So saying he left them, laughing, and went down the garden-path to the riverside. The two on the veranda sat silent for a moment, then Kingsley spoke.
“These weren’t the things we talked about when we saw the clouds gather over Skaw Fell and the sun shine on the Irish Sea. We’ve done and seen much since then. Multitudes have come and gone in the world–and I have grown grey!” he added with a laugh.
“I’ve done little-nothing, and I meant and hoped to do much,” she almost pleaded. “I’ve grown grey too.”

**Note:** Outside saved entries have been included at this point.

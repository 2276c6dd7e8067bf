//! Snapshot error types
//!
//! The storage layer fails in a small number of ways a user can actually fix
//! (permissions, a full disk, a snapshot mangled by hand-editing). Raw io
//! errors are classified into those buckets at the point of failure.

use std::io;
use std::path::PathBuf;

use thiserror::Error;

/// Result alias for storage operations
pub type StorageResult<T> = Result<T, StorageError>;

/// Errors raised while reading or writing the bookmarks snapshot
#[derive(Error, Debug)]
pub enum StorageError {
    /// The data directory could not be created
    #[error("Could not create data directory '{path}': {source}")]
    CreateDirectory {
        path: PathBuf,
        #[source]
        source: io::Error,
    },

    /// Missing read or write permission on the snapshot or its directory
    #[error("No permission to access '{path}'")]
    PermissionDenied {
        path: PathBuf,
        #[source]
        source: io::Error,
    },

    /// The disk ran out of space mid-write
    #[error("No space left on device while writing '{path}'")]
    DiskFull {
        path: PathBuf,
        #[source]
        source: io::Error,
    },

    /// A file that should exist is gone
    #[error("No such file: '{path}'")]
    NotFound { path: PathBuf },

    /// Reading the snapshot failed
    #[error("Could not read '{path}': {source}")]
    Read {
        path: PathBuf,
        #[source]
        source: io::Error,
    },

    /// Writing a file failed for a reason with no more specific bucket
    #[error("Could not write '{path}': {source}")]
    Write {
        path: PathBuf,
        #[source]
        source: io::Error,
    },

    /// The snapshot exists but does not parse as bookmark groups
    #[error("Snapshot '{path}' is not valid bookmark JSON: {details}")]
    InvalidSnapshot { path: PathBuf, details: String },

    /// The final rename of an atomic write failed
    #[error("Could not move '{from}' into place at '{to}': {source}")]
    ReplaceFailed {
        from: PathBuf,
        to: PathBuf,
        #[source]
        source: io::Error,
    },
}

impl StorageError {
    /// Classify a raw io error against the path it happened on
    pub fn from_io(source: io::Error, path: PathBuf) -> Self {
        match source.kind() {
            io::ErrorKind::PermissionDenied => Self::PermissionDenied { path, source },
            io::ErrorKind::NotFound => Self::NotFound { path },
            // Disk-full has no portable ErrorKind, so match on the text
            _ if out_of_space(&source) => Self::DiskFull { path, source },
            _ => Self::Write { path, source },
        }
    }
}

fn out_of_space(source: &io::Error) -> bool {
    let text = source.to_string().to_lowercase();
    text.contains("no space left") || text.contains("disk full") || text.contains("quota exceeded")
}

#[cfg(test)]
mod tests {
    use super::*;

    fn raw(kind: io::ErrorKind, text: &str) -> io::Error {
        io::Error::new(kind, text.to_string())
    }

    #[test]
    fn test_from_io_permission_denied() {
        let err = StorageError::from_io(
            raw(io::ErrorKind::PermissionDenied, "denied"),
            PathBuf::from("/deck/bookmarks.json"),
        );
        assert!(matches!(err, StorageError::PermissionDenied { .. }));
        assert!(err.to_string().contains("/deck/bookmarks.json"));
    }

    #[test]
    fn test_from_io_not_found() {
        let err = StorageError::from_io(
            raw(io::ErrorKind::NotFound, "gone"),
            PathBuf::from("/deck/bookmarks.json"),
        );
        assert!(matches!(err, StorageError::NotFound { .. }));
    }

    #[test]
    fn test_from_io_detects_full_disk() {
        let err = StorageError::from_io(
            raw(io::ErrorKind::Other, "No space left on device (os error 28)"),
            PathBuf::from("/deck/bookmarks.json"),
        );
        assert!(matches!(err, StorageError::DiskFull { .. }));
    }

    #[test]
    fn test_from_io_fallback_is_write() {
        let err = StorageError::from_io(
            raw(io::ErrorKind::Interrupted, "interrupted"),
            PathBuf::from("/deck/bookmarks.json"),
        );
        assert!(matches!(err, StorageError::Write { .. }));
    }

    #[test]
    fn test_invalid_snapshot_message() {
        let err = StorageError::InvalidSnapshot {
            path: PathBuf::from("/deck/bookmarks.json"),
            details: "expected an array".to_string(),
        };
        let text = err.to_string();
        assert!(text.contains("not valid bookmark JSON"));
        assert!(text.contains("expected an array"));
    }
}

“Not one grey hair,” he said, with an admiring look. “Grey in spirit sometimes,” she reflected with a tired air. “But you–forgive me, if I haven’t known what you’ve done. I’ve lived out of England so long. You may be at the head of the Government, for all I know. You look to me as though you’d been a success. Don’t smile. I mean it. You look as though you’d climbed. You haven’t the air of an eldest son whose way is cut out for him, with fifty thousand a year for compensation. What have you been doing? What has been your work in life?”
“The opposite of yours.”
He felt himself a ruffian, but he consoled himself with the thought that the end at which he aimed was good. It seemed ungenerous to meet her simple honesty by such obvious repartee, but he held on to see where the trail would lead.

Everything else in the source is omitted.